use tracing::debug;

use crate::chart::{
  CellCoord,
  ChartState,
  MAX_COLUMNS,
  MAX_ROWS,
  MIN_COLUMNS,
  MIN_ROWS
};

/// Reads the leading integer of `raw`
/// (whitespace, optional sign, digits;
/// anything after is ignored) and clamps
/// it into `[min, max]`. Input with no
/// leading integer clamps to `min`.
pub fn clamp_dimension(
  raw: &str,
  min: u32,
  max: u32
) -> u32 {
  match leading_integer(raw) {
    | Some(value) => {
      clamp_value(value, min, max)
    }
    | None => min
  }
}

fn clamp_value(
  value: i64,
  min: u32,
  max: u32
) -> u32 {
  value.clamp(min as i64, max as i64)
    as u32
}

fn leading_integer(
  raw: &str
) -> Option<i64> {
  let text = raw.trim_start();
  let (negative, digits) =
    match text.as_bytes().first() {
      | Some(b'-') => (true, &text[1..]),
      | Some(b'+') => {
        (false, &text[1..])
      }
      | _ => (false, text)
    };

  let mut seen = false;
  let mut value: i64 = 0;
  for ch in digits.chars() {
    let Some(digit) = ch.to_digit(10)
    else {
      break;
    };
    seen = true;
    value = value
      .saturating_mul(10)
      .saturating_add(digit as i64);
  }

  if !seen {
    return None;
  }
  Some(if negative {
    -value
  } else {
    value
  })
}

impl ChartState {
  /// Sets the grid size. Stickers are
  /// left alone: cells that fall outside
  /// the new bounds stay in the set and
  /// show up again if the grid grows.
  pub fn resize(
    &mut self,
    rows: i64,
    columns: i64
  ) {
    self.rows =
      clamp_value(rows, MIN_ROWS, MAX_ROWS);
    self.columns = clamp_value(
      columns,
      MIN_COLUMNS,
      MAX_COLUMNS
    );
    debug!(
      rows = self.rows,
      columns = self.columns,
      stickers = self.stickers.len(),
      "resized grid"
    );
  }

  /// `resize` for raw field text; anything
  /// that does not start with a number
  /// counts as the minimum.
  pub fn resize_from_input(
    &mut self,
    rows: &str,
    columns: &str
  ) {
    self.resize(
      i64::from(clamp_rows(rows)),
      i64::from(clamp_columns(columns))
    );
  }

  /// Flips one cell. Returns whether the
  /// cell is filled afterwards.
  pub fn toggle(
    &mut self,
    coord: CellCoord
  ) -> bool {
    if self.stickers.remove(&coord) {
      false
    } else {
      self.stickers.insert(coord);
      true
    }
  }

  pub fn clear_all(&mut self) {
    self.stickers.clear();
  }

  pub fn is_filled(
    &self,
    coord: CellCoord
  ) -> bool {
    coord.within(self.rows, self.columns)
      && self.stickers.contains(&coord)
  }

  pub fn visible_stickers(
    &self
  ) -> impl Iterator<Item = &CellCoord> {
    self.stickers.iter().filter(
      |coord| {
        coord.within(
          self.rows,
          self.columns
        )
      }
    )
  }
}

pub fn clamp_rows(raw: &str) -> u32 {
  clamp_dimension(raw, MIN_ROWS, MAX_ROWS)
}

pub fn clamp_columns(raw: &str) -> u32 {
  clamp_dimension(
    raw,
    MIN_COLUMNS,
    MAX_COLUMNS
  )
}
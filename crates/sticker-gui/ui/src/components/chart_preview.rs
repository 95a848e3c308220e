use sticker_core::view::PreviewView;
use yew::{
  Html,
  Properties,
  function_component,
  html
};

#[derive(Properties, PartialEq)]
pub struct ChartPreviewProps {
  pub preview: PreviewView
}

#[function_component(ChartPreview)]
pub fn chart_preview(
  props: &ChartPreviewProps
) -> Html {
  let preview = &props.preview;
  let sticker_style =
    format!("color: {};", preview.color);

  html! {
      <header class="chart-header">
          <div class="preview">
              <span id="previewChild">{ &preview.child }</span>
              <span id="previewGoal">{ &preview.goal }</span>
              <span id="previewSticker" style={sticker_style}>{ &preview.sticker }</span>
          </div>
          <h2 id="chartTitle">{ &preview.title }</h2>
          <p id="chartGoal">{ &preview.chart_goal }</p>
      </header>
  }
}
//! Editable task entries.
//!
//! The editor keeps its own ordered list
//! of entries so that half-typed or empty
//! rows can exist without touching the
//! chart. `reconcile` turns the entries
//! back into the chart's task sequence.

use std::fmt;

use tracing::{
  debug,
  trace
};

use crate::chart::ChartState;

#[derive(
  Debug,
  Clone,
  Copy,
  PartialEq,
  Eq,
  PartialOrd,
  Ord,
  Hash,
)]
pub struct EntryId(u64);

impl EntryId {
  pub fn raw(self) -> u64 {
    self.0
  }
}

impl fmt::Display for EntryId {
  fn fmt(
    &self,
    f: &mut fmt::Formatter<'_>
  ) -> fmt::Result {
    write!(f, "entry-{}", self.0)
  }
}

#[derive(
  Debug, Clone, PartialEq, Eq,
)]
pub struct TaskEntry {
  pub id:   EntryId,
  pub text: String
}

#[derive(Debug, Clone, Default)]
pub struct TaskList {
  entries: Vec<TaskEntry>,
  next_id: u64
}

impl TaskList {
  /// Builds the editor for a task
  /// sequence, with one blank entry when
  /// there are no tasks.
  pub fn from_tasks(
    tasks: &[String]
  ) -> Self {
    let mut list = Self::default();
    list.rebuild(tasks);
    list
  }

  pub fn entries(&self) -> &[TaskEntry] {
    &self.entries
  }

  pub fn get(
    &self,
    id: EntryId
  ) -> Option<&TaskEntry> {
    self
      .entries
      .iter()
      .find(|entry| entry.id == id)
  }

  pub fn position(
    &self,
    id: EntryId
  ) -> Option<usize> {
    self
      .entries
      .iter()
      .position(|entry| entry.id == id)
  }

  /// Appends an entry. The chart's tasks
  /// are untouched until the next
  /// reconcile.
  pub fn insert(
    &mut self,
    text: &str
  ) -> EntryId {
    let id = EntryId(self.next_id);
    self.next_id += 1;
    self.entries.push(TaskEntry {
      id,
      text: text.to_string()
    });
    trace!(%id, "inserted task entry");
    id
  }

  pub fn remove(
    &mut self,
    id: EntryId
  ) -> bool {
    let Some(idx) = self.position(id)
    else {
      return false;
    };
    self.entries.remove(idx);
    self.ensure_placeholder();
    debug!(%id, remaining = self.entries.len(), "removed task entry");
    true
  }

  pub fn set_text(
    &mut self,
    id: EntryId,
    text: &str
  ) -> bool {
    match self
      .entries
      .iter_mut()
      .find(|entry| entry.id == id)
    {
      | Some(entry) => {
        entry.text = text.to_string();
        true
      }
      | None => false
    }
  }

  /// Moves `id` so it sits directly
  /// before `before`, or at the end when
  /// `before` is `None`. Returns false if
  /// either id is unknown or the two are
  /// the same entry.
  pub fn move_before(
    &mut self,
    id: EntryId,
    before: Option<EntryId>
  ) -> bool {
    if before == Some(id) {
      return false;
    }
    if let Some(target) = before
      && self.position(target).is_none()
    {
      return false;
    }
    let Some(from) = self.position(id)
    else {
      return false;
    };

    let entry = self.entries.remove(from);
    let to = match before {
      | Some(target) => self
        .position(target)
        .unwrap_or(self.entries.len()),
      | None => self.entries.len()
    };
    self.entries.insert(to, entry);
    trace!(%id, from, to, "moved task entry");
    true
  }

  /// Entry texts in order, trimmed, with
  /// blank ones dropped.
  pub fn reconcile(&self) -> Vec<String> {
    self
      .entries
      .iter()
      .map(|entry| entry.text.trim())
      .filter(|text| !text.is_empty())
      .map(str::to_string)
      .collect()
  }

  pub fn reconcile_into(
    &self,
    state: &mut ChartState
  ) {
    state.tasks = self.reconcile();
    debug!(
      tasks = state.tasks.len(),
      entries = self.entries.len(),
      "reconciled tasks"
    );
  }

  /// Throws away all entries and starts
  /// over from `tasks`.
  pub fn rebuild(
    &mut self,
    tasks: &[String]
  ) {
    self.entries.clear();
    for task in tasks {
      self.insert(task);
    }
    self.ensure_placeholder();
  }

  /// Like `rebuild`, but keeps the
  /// current entries (and their ids) when
  /// they already describe `tasks`. Rows
  /// being typed into keep their identity
  /// across a re-render.
  pub fn refresh(
    &mut self,
    tasks: &[String]
  ) {
    if self.reconcile() == tasks {
      self.ensure_placeholder();
    } else {
      self.rebuild(tasks);
    }
  }

  fn ensure_placeholder(&mut self) {
    if self.entries.is_empty() {
      self.insert("");
    }
  }
}

#[cfg(test)]
mod tests {
  use proptest::prelude::*;

  use super::*;

  fn texts(list: &TaskList) -> Vec<&str> {
    list
      .entries()
      .iter()
      .map(|entry| entry.text.as_str())
      .collect()
  }

  fn tasks(items: &[&str]) -> Vec<String> {
    items
      .iter()
      .map(|item| item.to_string())
      .collect()
  }

  #[test]
  fn insert_does_not_touch_chart() {
    let mut state =
      ChartState::default();
    let before = state.tasks.clone();
    let mut list =
      TaskList::from_tasks(&state.tasks);
    list.insert("");
    assert_eq!(state.tasks, before);

    list.reconcile_into(&mut state);
    assert_eq!(state.tasks, before);
  }

  #[test]
  fn reconcile_trims_and_drops_blanks() {
    let mut list = TaskList::default();
    list.insert("  Feed cat ");
    list.insert("   ");
    list.insert("");
    list.insert("Read");
    assert_eq!(
      list.reconcile(),
      tasks(&["Feed cat", "Read"])
    );
  }

  #[test]
  fn empty_tasks_still_offer_one_entry() {
    let list = TaskList::from_tasks(&[]);
    assert_eq!(texts(&list), vec![""]);
    assert!(list.reconcile().is_empty());
  }

  #[test]
  fn removing_last_entry_leaves_blank() {
    let mut list =
      TaskList::from_tasks(&tasks(&[
        "Read"
      ]));
    let id = list.entries()[0].id;
    assert!(list.remove(id));
    assert_eq!(texts(&list), vec![""]);
    assert!(!list.remove(id));
  }

  #[test]
  fn move_before_splices_order() {
    let mut list =
      TaskList::from_tasks(&tasks(&[
        "a", "b", "c"
      ]));
    let ids: Vec<EntryId> = list
      .entries()
      .iter()
      .map(|entry| entry.id)
      .collect();

    assert!(
      list.move_before(ids[0], Some(ids[2]))
    );
    assert_eq!(
      texts(&list),
      vec!["b", "a", "c"]
    );

    assert!(list.move_before(ids[1], None));
    assert_eq!(
      texts(&list),
      vec!["a", "c", "b"]
    );

    assert!(
      !list.move_before(ids[1], Some(ids[1]))
    );
    assert!(!list.move_before(
      ids[1],
      Some(EntryId(99))
    ));
  }

  #[test]
  fn refresh_keeps_ids_when_consistent() {
    let mut list =
      TaskList::from_tasks(&tasks(&[
        "a", "b"
      ]));
    let blank = list.insert("");
    let current = list.reconcile();
    list.refresh(&current);
    assert!(list.get(blank).is_some());

    list.refresh(&tasks(&["z"]));
    assert!(list.get(blank).is_none());
    assert_eq!(texts(&list), vec!["z"]);
  }

  proptest! {
    #[test]
    fn reconcile_is_idempotent(
      raw in proptest::collection::vec(
        "[ a-z]{0,6}",
        0..12
      )
    ) {
      let mut list = TaskList::default();
      for text in &raw {
        list.insert(text);
      }
      let mut state = ChartState::default();
      list.reconcile_into(&mut state);
      let first = state.tasks.clone();
      list.reconcile_into(&mut state);
      prop_assert_eq!(first, state.tasks);
    }

    #[test]
    fn reconcile_filters_blanks_in_order(
      raw in proptest::collection::vec(
        "[ a-z]{0,6}",
        0..12
      )
    ) {
      let mut list = TaskList::default();
      for text in &raw {
        list.insert(text);
      }
      let expected: Vec<String> = raw
        .iter()
        .map(|text| text.trim().to_string())
        .filter(|text| !text.is_empty())
        .collect();
      let reconciled = list.reconcile();
      prop_assert!(
        reconciled.iter().all(|t| !t.trim().is_empty())
      );
      prop_assert_eq!(reconciled, expected);
    }
  }
}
********
THE TASK —
Give back the opening line of the records above and every line after it, up to and including the one with "clamp_value(value, min, max)", unchanged.

REPLY TO THE EXERCISE —
use tracing::debug;

use crate::chart::{
  CellCoord,
  ChartState,
  MAX_COLUMNS,
  MAX_ROWS,
  MIN_COLUMNS,
  MIN_ROWS
};

/// Reads the leading integer of `raw`
/// (whitespace, optional sign, digits;
/// anything after is ignored) and clamps
/// it into `[min, max]`. Input with no
/// leading integer clamps to `min`.
pub fn clamp_dimension(
  raw: &str,
  min: u32,
  max: u32
) -> u32 {
  match leading_integer(raw) {
    | Some(value) => {
      clamp_value(value, min, max)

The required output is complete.